Pavan Deolasee wrote:
> My argument is that its enough to index only the LIVE tuple which
> is at the end of the chain if we don't use the new index for queries
> in transactions which were started before CREATE INDEX. I am
> proposing to do that by storing an xid in the pg_index row. A
> special case is where a tuple is UPDATEd multiple times by
> the same transaction which is also creating the index, in which case
> there are more than one LIVE versions of the tuple. But again
> we are safe by indexing only the latest version because all other
> versions would be invisible (even to us) once CREATE INDEX commits.
What if CREATE INDEX is run in a SERIALIZABLE transaction?
> > In fact, the serializable transactions started before CREATE INDEX
> > > can not anyway see the index so all this is done to handle
> > > read-committed transactions.
> >
> > You are laboring under an illusion that system catalog accesses are MVCC.
> > SnapshotNow does not behave that way: the system can see the new index
> > as soon as it's committed. (It had better, since it has to start
> > updating the index immediately, whether it's safe to scan it or not.)

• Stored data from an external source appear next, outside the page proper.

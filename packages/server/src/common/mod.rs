pub mod redaction;
pub mod types;

pub use redaction::{hash_text, redact, RedactionResult, Replacement};
pub use types::*;
//! Line parser for streamed chat completions.
//!
//! Turns the upstream byte stream into `ChatCompletionChunk` values. Bytes are
//! buffered until a full line is available, so a network chunk that splits a
//! multi-byte character or a `data:` line is handled transparently.

use bytes::Bytes;
use futures::stream::Stream;
use std::pin::Pin;
use std::task::{Context, Poll};

use crate::error::OpenAIError;

/// One parsed upstream event.
#[derive(Debug, Clone, PartialEq)]
pub struct ChatCompletionChunk {
    /// Text delta, possibly empty (role-only or keep-alive events).
    pub delta: String,
    /// Set on the `[DONE]` sentinel.
    pub done: bool,
}

#[derive(Debug, serde::Deserialize)]
struct StreamChunkRaw {
    #[serde(default)]
    choices: Vec<StreamChoiceRaw>,
}

#[derive(Debug, serde::Deserialize)]
struct StreamChoiceRaw {
    delta: DeltaRaw,
}

#[derive(Debug, serde::Deserialize)]
struct DeltaRaw {
    #[serde(default)]
    content: Option<String>,
}

type ByteStream = Pin<Box<dyn Stream<Item = Result<Bytes, String>> + Send>>;

pub struct ChatCompletionStream {
    inner: ByteStream,
    buffer: Vec<u8>,
    finished: bool,
}

impl ChatCompletionStream {
    pub fn new<S, E>(byte_stream: S) -> Self
    where
        S: Stream<Item = Result<Bytes, E>> + Send + 'static,
        E: std::fmt::Display + 'static,
    {
        use futures::StreamExt;

        Self {
            inner: Box::pin(byte_stream.map(|chunk| chunk.map_err(|e| e.to_string()))),
            buffer: Vec::new(),
            finished: false,
        }
    }
}

impl Stream for ChatCompletionStream {
    type Item = Result<ChatCompletionChunk, OpenAIError>;

    fn poll_next(self: Pin<&mut Self>, cx: &mut Context<'_>) -> Poll<Option<Self::Item>> {
        let this = self.get_mut();

        loop {
            if let Some(chunk) = next_event(&mut this.buffer) {
                return Poll::Ready(Some(chunk));
            }
            if this.finished {
                return Poll::Ready(None);
            }

            match this.inner.as_mut().poll_next(cx) {
                Poll::Ready(Some(Ok(bytes))) => this.buffer.extend_from_slice(&bytes),
                Poll::Ready(Some(Err(e))) => {
                    this.finished = true;
                    this.buffer.clear();
                    return Poll::Ready(Some(Err(OpenAIError::Stream(e))));
                }
                Poll::Ready(None) => {
                    this.finished = true;
                    // Last line may be missing its newline.
                    if !this.buffer.is_empty() && !this.buffer.ends_with(b"\n") {
                        this.buffer.push(b'\n');
                    }
                }
                Poll::Pending => return Poll::Pending,
            }
        }
    }
}

/// Pop complete lines off the buffer until one yields an event.
fn next_event(buffer: &mut Vec<u8>) -> Option<Result<ChatCompletionChunk, OpenAIError>> {
    loop {
        let newline = buffer.iter().position(|&b| b == b'\n')?;
        let line: Vec<u8> = buffer.drain(..=newline).collect();
        let line = String::from_utf8_lossy(&line);
        let line = line.trim();

        let data = match line.strip_prefix("data:") {
            Some(data) => data.trim(),
            // blank separators, event:, id:, retry:
            None => continue,
        };

        if data == "[DONE]" {
            return Some(Ok(ChatCompletionChunk {
                delta: String::new(),
                done: true,
            }));
        }

        return Some(match serde_json::from_str::<StreamChunkRaw>(data) {
            Ok(raw) => Ok(ChatCompletionChunk {
                delta: raw
                    .choices
                    .into_iter()
                    .next()
                    .and_then(|c| c.delta.content)
                    .unwrap_or_default(),
                done: false,
            }),
            Err(e) => Err(OpenAIError::Parse(format!(
                "Failed to parse stream chunk: {} (data: {})",
                e,
                crate::types::truncate_to_char_boundary(data, 200)
            ))),
        });
    }
}

#[cfg(test)]
mod tests {
    use super::*;
    use futures::StreamExt;

    fn chunks(parts: Vec<Vec<u8>>) -> impl Stream<Item = Result<Bytes, String>> {
        futures::stream::iter(parts.into_iter().map(|p| Ok(Bytes::from(p))))
    }

    async fn collect(stream: ChatCompletionStream) -> Vec<ChatCompletionChunk> {
        stream.map(|c| c.unwrap()).collect().await
    }

    #[tokio::test]
    async fn test_parse_tokens_and_done() {
        let body = concat!(
            "data: {\"choices\":[{\"delta\":{\"content\":\"Hello\"}}]}\n\n",
            "data: {\"choices\":[{\"delta\":{\"content\":\" world\"}}]}\n\n",
            "data: [DONE]\n\n"
        );
        let out = collect(ChatCompletionStream::new(chunks(vec![body.as_bytes().to_vec()]))).await;

        assert_eq!(out.len(), 3);
        assert_eq!(out[0].delta, "Hello");
        assert_eq!(out[1].delta, " world");
        assert!(out[2].done);
    }

    #[tokio::test]
    async fn test_multibyte_character_split_across_chunks() {
        let line = "data: {\"choices\":[{\"delta\":{\"content\":\"naïve ☕\"}}]}\n\n";
        let bytes = line.as_bytes();
        let cut = bytes.iter().position(|&b| b == 0xE2).unwrap() + 1;

        let out = collect(ChatCompletionStream::new(chunks(vec![
            bytes[..cut].to_vec(),
            bytes[cut..].to_vec(),
        ])))
        .await;

        assert_eq!(out, vec![ChatCompletionChunk {
            delta: "naïve ☕".into(),
            done: false
        }]);
    }

    #[tokio::test]
    async fn test_role_only_delta_is_empty() {
        let body = "data: {\"choices\":[{\"delta\":{\"role\":\"assistant\"}}]}\n";
        let out = collect(ChatCompletionStream::new(chunks(vec![body.as_bytes().to_vec()]))).await;
        assert_eq!(out[0].delta, "");
    }

    #[tokio::test]
    async fn test_trailing_line_without_newline() {
        let out = collect(ChatCompletionStream::new(chunks(vec![b"data: [DONE]".to_vec()]))).await;
        assert_eq!(out.len(), 1);
        assert!(out[0].done);
    }

    #[tokio::test]
    async fn test_transport_error_ends_stream() {
        let parts: Vec<Result<Bytes, String>> = vec![
            Ok(Bytes::from_static(b"data: {\"choices\":[{\"delta\":{\"content\":\"a\"}}]}\n")),
            Err("reset by peer".into()),
        ];
        let mut stream = ChatCompletionStream::new(futures::stream::iter(parts));

        assert_eq!(stream.next().await.unwrap().unwrap().delta, "a");
        assert!(matches!(stream.next().await, Some(Err(OpenAIError::Stream(_)))));
        assert!(stream.next().await.is_none());
    }
}
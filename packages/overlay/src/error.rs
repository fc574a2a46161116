//! Error types for the overlay.

use explain_stream::StreamError;
use thiserror::Error;

/// Result type for overlay operations.
pub type Result<T> = std::result::Result<T, OverlayError>;

/// Shown for every failure that has no more specific message.
pub const GENERIC_FAILURE_MESSAGE: &str = "Error loading analysis. Please try again.";

#[derive(Debug, Error, Clone, PartialEq, Eq)]
pub enum OverlayError {
    /// No paired credential is stored.
    #[error("Not connected")]
    NotConnected,

    /// The server rejected the stored credential.
    #[error("Session expired")]
    SessionExpired,

    /// Any other non-success status.
    #[error("Request rejected ({status}): {message}")]
    Rejected { status: u16, message: String },

    #[error("No response body")]
    NoResponseBody,

    #[error("Transport error: {0}")]
    Transport(String),

    /// Aborted by the overlay itself; never shown.
    #[error("Request cancelled")]
    Cancelled,

    #[error("Storage error: {0}")]
    Storage(String),

    /// A trigger could not reach the page.
    #[error("Delivery failed: {0}")]
    Delivery(String),
}

impl OverlayError {
    pub fn is_silent(&self) -> bool {
        matches!(self, OverlayError::Cancelled)
    }

    /// Text for the panel's error box.
    pub fn user_message(&self) -> &'static str {
        match self {
            OverlayError::NotConnected => "Not connected",
            OverlayError::SessionExpired => "Session expired",
            _ => GENERIC_FAILURE_MESSAGE,
        }
    }
}

impl From<StreamError> for OverlayError {
    fn from(error: StreamError) -> Self {
        match error {
            StreamError::NoResponseBody => OverlayError::NoResponseBody,
            StreamError::Transport(message) => OverlayError::Transport(message),
            StreamError::Cancelled => OverlayError::Cancelled,
        }
    }
}

impl From<reqwest::Error> for OverlayError {
    fn from(error: reqwest::Error) -> Self {
        OverlayError::Transport(error.to_string())
    }
}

> > I'm not sure whether that's fundamental to your argument or not, but
> > it's certainly wrong.
>
>
>
> Oh, thanks for pointing that out. But thats certainly not fundamental
> to the argument as you probably already guessed. The xid still controls
> the usage of index for query planning, somewhat similar to "isindvalid"
> flag for CREATE INDEX CONCURRENTLY.
I am glad you found the pg_index xid actually helps in other ways.